Il risultato avrebbe potuto essere molto migliore. Nelle qualifiche di questa mattina, Pedro Acosta era a solo un decimo di secondo dalla pole position di Francesco Bagnaia. Una prestazione notevole per un pilota il cui giro lanciato non è il suo punto forte. "Sembra che ciò che KTM ci ha fornito mi abbia aiutato un po' di più con i tempi sul giro. Perché non è il mio punto forte."lo ammette francamente.
La gara si è complicata fin dall'inizio. Un errore in partenza lo ha costretto a lottare nel gruppo anziché inserirsi direttamente in quello di testa, precludendogli probabilmente la possibilità di salire sul podio. "Ho commesso un errore all'inizio, che ha complicato le cose. Penso che forse avessimo il potenziale per essere nel gruppo di Pecco [Bagnaia] e [Marco] Bezzecchi." Questa osservazione rimane incoraggiante per KTM.
Una nuova regolarità
Interrogato sui suoi progressi in termini di costanza – il suo tallone d'Achille durante il tour europeo della scorsa stagione – Pedro Acosta ha offerto una prospettiva più articolata: “Dopo Brno (Dodicesimo turno della stagione 2025. Nota dell'editore"Ho iniziato a conquistare punti praticamente in ogni gara. È stato allora che ho cominciato a risalire la classifica del campionato e alla fine sono riuscito a lottare per il terzo posto con Bezzecchi." Questa costanza nei risultati, che ora cercherà di replicare per tutta la stagione, riflette anche la maturità acquisita dal pilota, che a breve compirà 22 anni. "Non voglio commettere errori stupidi che mi impedirebbero di fare meglio in futuro."insiste. Una mentalità che le sue recenti prestazioni sembrano confermare.

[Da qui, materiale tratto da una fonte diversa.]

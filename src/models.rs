// Copyright (c) 2025 Soumyadip Sarkar.
// All rights reserved.
//
// This source code is licensed under the license found in the
// LICENSE file in the root directory of this source tree.

use chrono::{NaiveDate, NaiveDateTime};
use rust_decimal::Decimal;
use serde::{Deserialize, Serialize};

pub fn new_id() -> String {
    uuid::Uuid::new_v4().to_string()
}

#[derive(Debug, Clone, Copy, PartialEq, Eq, Hash, Serialize, Deserialize)]
#[serde(rename_all = "lowercase")]
pub enum TransactionType {
    Income,
    Expense,
}

impl TransactionType {
    pub fn as_str(&self) -> &'static str {
        match self {
            TransactionType::Income => "income",
            TransactionType::Expense => "expense",
        }
    }
}

impl std::str::FromStr for TransactionType {
    type Err = String;

    fn from_str(s: &str) -> Result<Self, Self::Err> {
        match s.trim().to_lowercase().as_str() {
            "income" => Ok(TransactionType::Income),
            "expense" => Ok(TransactionType::Expense),
            other => Err(format!("Unknown transaction type '{}'", other)),
        }
    }
}

#[derive(Debug, Clone, PartialEq, Serialize, Deserialize)]
#[serde(rename_all = "camelCase")]
pub struct Transaction {
    pub id: String,
    pub r#type: TransactionType,
    pub amount: Decimal,
    pub date: NaiveDateTime,
    /// Category *name*, not id. Budgets join on this string.
    pub category: String,
    #[serde(default)]
    pub note: String,
    pub created_at: NaiveDateTime,
}

#[derive(Debug, Clone, PartialEq, Serialize, Deserialize)]
#[serde(rename_all = "camelCase")]
pub struct Category {
    pub id: String,
    pub name: String,
    pub r#type: TransactionType,
    #[serde(default)]
    pub is_default: bool,
    #[serde(default)]
    pub is_hidden: bool,
}

#[derive(Debug, Clone, PartialEq, Serialize, Deserialize)]
#[serde(rename_all = "camelCase")]
pub struct Budget {
    pub id: String,
    pub category_id: String,
    pub limit: Decimal,
    /// Cached running total, bumped as expenses are recorded.
    #[serde(default)]
    pub spent: Decimal,
    pub month: String, // YYYY-MM
    pub created_at: NaiveDateTime,
}

#[derive(Debug, Clone, Copy, PartialEq, Eq, Serialize, Deserialize)]
#[serde(rename_all = "lowercase")]
pub enum DebtKind {
    /// Money the user owes someone.
    Debt,
    /// Money someone owes the user.
    Loan,
}

impl DebtKind {
    pub fn as_str(&self) -> &'static str {
        match self {
            DebtKind::Debt => "debt",
            DebtKind::Loan => "loan",
        }
    }
}

impl std::str::FromStr for DebtKind {
    type Err = String;

    fn from_str(s: &str) -> Result<Self, Self::Err> {
        match s.trim().to_lowercase().as_str() {
            "debt" => Ok(DebtKind::Debt),
            "loan" => Ok(DebtKind::Loan),
            other => Err(format!("Unknown debt/loan type '{}'", other)),
        }
    }
}

#[derive(Debug, Clone, PartialEq, Serialize, Deserialize)]
#[serde(rename_all = "camelCase")]
pub struct Payment {
    pub amount: Decimal,
    pub paid_at: NaiveDateTime,
}

#[derive(Debug, Clone, PartialEq, Serialize, Deserialize)]
#[serde(rename_all = "camelCase")]
pub struct DebtLoan {
    pub id: String,
    pub r#type: DebtKind,
    pub person: String,
    pub amount: Decimal,
    #[serde(default)]
    pub paid_amount: Decimal,
    #[serde(default)]
    pub description: String,
    pub created_at: NaiveDateTime,
    pub due_date: Option<NaiveDateTime>,
    #[serde(default)]
    pub is_paid: bool,
    pub paid_at: Option<NaiveDateTime>,
    pub note: Option<String>,
    #[serde(default)]
    pub payments: Vec<Payment>,
}

#[derive(Debug, Clone, Copy, PartialEq, Eq, Serialize, Deserialize)]
#[serde(rename_all = "lowercase")]
pub enum BillingCycle {
    Daily,
    Weekly,
    Monthly,
    Yearly,
}

impl BillingCycle {
    pub fn as_str(&self) -> &'static str {
        match self {
            BillingCycle::Daily => "daily",
            BillingCycle::Weekly => "weekly",
            BillingCycle::Monthly => "monthly",
            BillingCycle::Yearly => "yearly",
        }
    }
}

impl std::str::FromStr for BillingCycle {
    type Err = String;

    fn from_str(s: &str) -> Result<Self, Self::Err> {
        match s.trim().to_lowercase().as_str() {
            "daily" => Ok(BillingCycle::Daily),
            "weekly" => Ok(BillingCycle::Weekly),
            "monthly" => Ok(BillingCycle::Monthly),
            "yearly" => Ok(BillingCycle::Yearly),
            other => Err(format!("Unknown billing cycle '{}'", other)),
        }
    }
}

#[derive(Debug, Clone, PartialEq, Serialize, Deserialize)]
#[serde(rename_all = "camelCase")]
pub struct Subscription {
    pub id: String,
    pub name: String,
    pub amount: Decimal,
    pub description: Option<String>,
    pub billing_cycle: BillingCycle,
    pub next_billing_date: NaiveDateTime,
    pub is_active: bool,
    pub category: Option<String>,
    pub created_at: NaiveDateTime,
}

#[derive(Debug, Clone, PartialEq, Serialize, Deserialize)]
#[serde(rename_all = "camelCase")]
pub struct WishlistItem {
    pub id: String,
    pub name: String,
    pub price: Decimal,
    #[serde(default)]
    pub description: String,
    #[serde(default)]
    pub icon: String,
    pub created_at: NaiveDateTime,
    #[serde(default)]
    pub saved_amount: Decimal,
    #[serde(default)]
    pub is_purchased: bool,
    pub purchased_at: Option<NaiveDateTime>,
    #[serde(default)]
    pub is_cancelled: bool,
}

#[derive(Debug, Clone, Default, PartialEq, Eq, Serialize, Deserialize)]
#[serde(rename_all = "camelCase")]
pub struct DailyStreak {
    pub current_streak: u32,
    pub longest_streak: u32,
    /// `None` until the first evaluation.
    pub last_active_date: Option<NaiveDate>,
    pub total_saving_days: u32,
    pub total_overspend_days: u32,
}

#[derive(Debug, Clone, Copy, Default, PartialEq, Eq, Serialize, Deserialize)]
#[serde(rename_all = "lowercase")]
pub enum Theme {
    Light,
    Dark,
    #[default]
    System,
}

#[derive(Debug, Clone, Copy, Default, PartialEq, Eq, Serialize, Deserialize)]
#[serde(rename_all = "lowercase")]
pub enum AccentColor {
    #[default]
    Blue,
    Green,
    Violet,
    Orange,
    Red,
}

#[derive(Debug, Clone, PartialEq, Eq, Serialize, Deserialize)]
#[serde(rename_all = "camelCase")]
pub struct UserSettings {
    pub currency: String,
    pub start_day_of_month: u32,
    #[serde(default)]
    pub theme: Theme,
    #[serde(default)]
    pub accent_color: AccentColor,
}

impl Default for UserSettings {
    fn default() -> Self {
        Self {
            currency: "VND".to_string(),
            start_day_of_month: 1,
            theme: Theme::default(),
            accent_color: AccentColor::default(),
        }
    }
}

impl std::str::FromStr for Theme {
    type Err = String;

    fn from_str(s: &str) -> Result<Self, Self::Err> {
        match s.trim().to_lowercase().as_str() {
            "light" => Ok(Theme::Light),
            "dark" => Ok(Theme::Dark),
            "system" => Ok(Theme::System),
            other => Err(format!("Unknown theme '{}'", other)),
        }
    }
}

impl std::str::FromStr for AccentColor {
    type Err = String;

    fn from_str(s: &str) -> Result<Self, Self::Err> {
        match s.trim().to_lowercase().as_str() {
            "blue" => Ok(AccentColor::Blue),
            "green" => Ok(AccentColor::Green),
            "violet" => Ok(AccentColor::Violet),
            "orange" => Ok(AccentColor::Orange),
            "red" => Ok(AccentColor::Red),
            other => Err(format!("Unknown accent color '{}'", other)),
        }
    }
}
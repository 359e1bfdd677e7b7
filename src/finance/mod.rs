// Copyright (c) AlphaVelocity.
// All rights reserved.
//
// This source code is licensed under the license found in the
// LICENSE file in the root directory of this source tree.

//! Derived figures over raw collections. Nothing in here touches storage or
//! reads the system clock; callers pass collections and `now` in and persist
//! whatever comes back.

pub mod aggregate;
pub mod budget;
pub mod categories;
pub mod debts;
pub mod period;
pub mod streak;
pub mod subscriptions;
pub mod transactions;
pub mod wishlist;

Riguardo alla gara di domenica, che potrebbe essere interrotta da forti piogge, lo spagnolo si mostra cauto. Lo Squalo di Mazarrón, tuttavia, preferisce considerare una gara sull'asciutto. “Abbiamo bisogno di qualche altra sessione su pista asciutta per cercare di migliorare la moto in vista di Barcellona, dove di solito non piove. Anche per il Mugello, dove ho faticato molto l'anno scorso. Credo che una gara su pista asciutta non sia una cattiva opzione.”
Mentre il MotoGP Ora, visitando circuiti ben noti ai team, ogni chilometro conta per perfezionare il suo adattamento alla RC16 in preparazione di un campionato di 22 gare.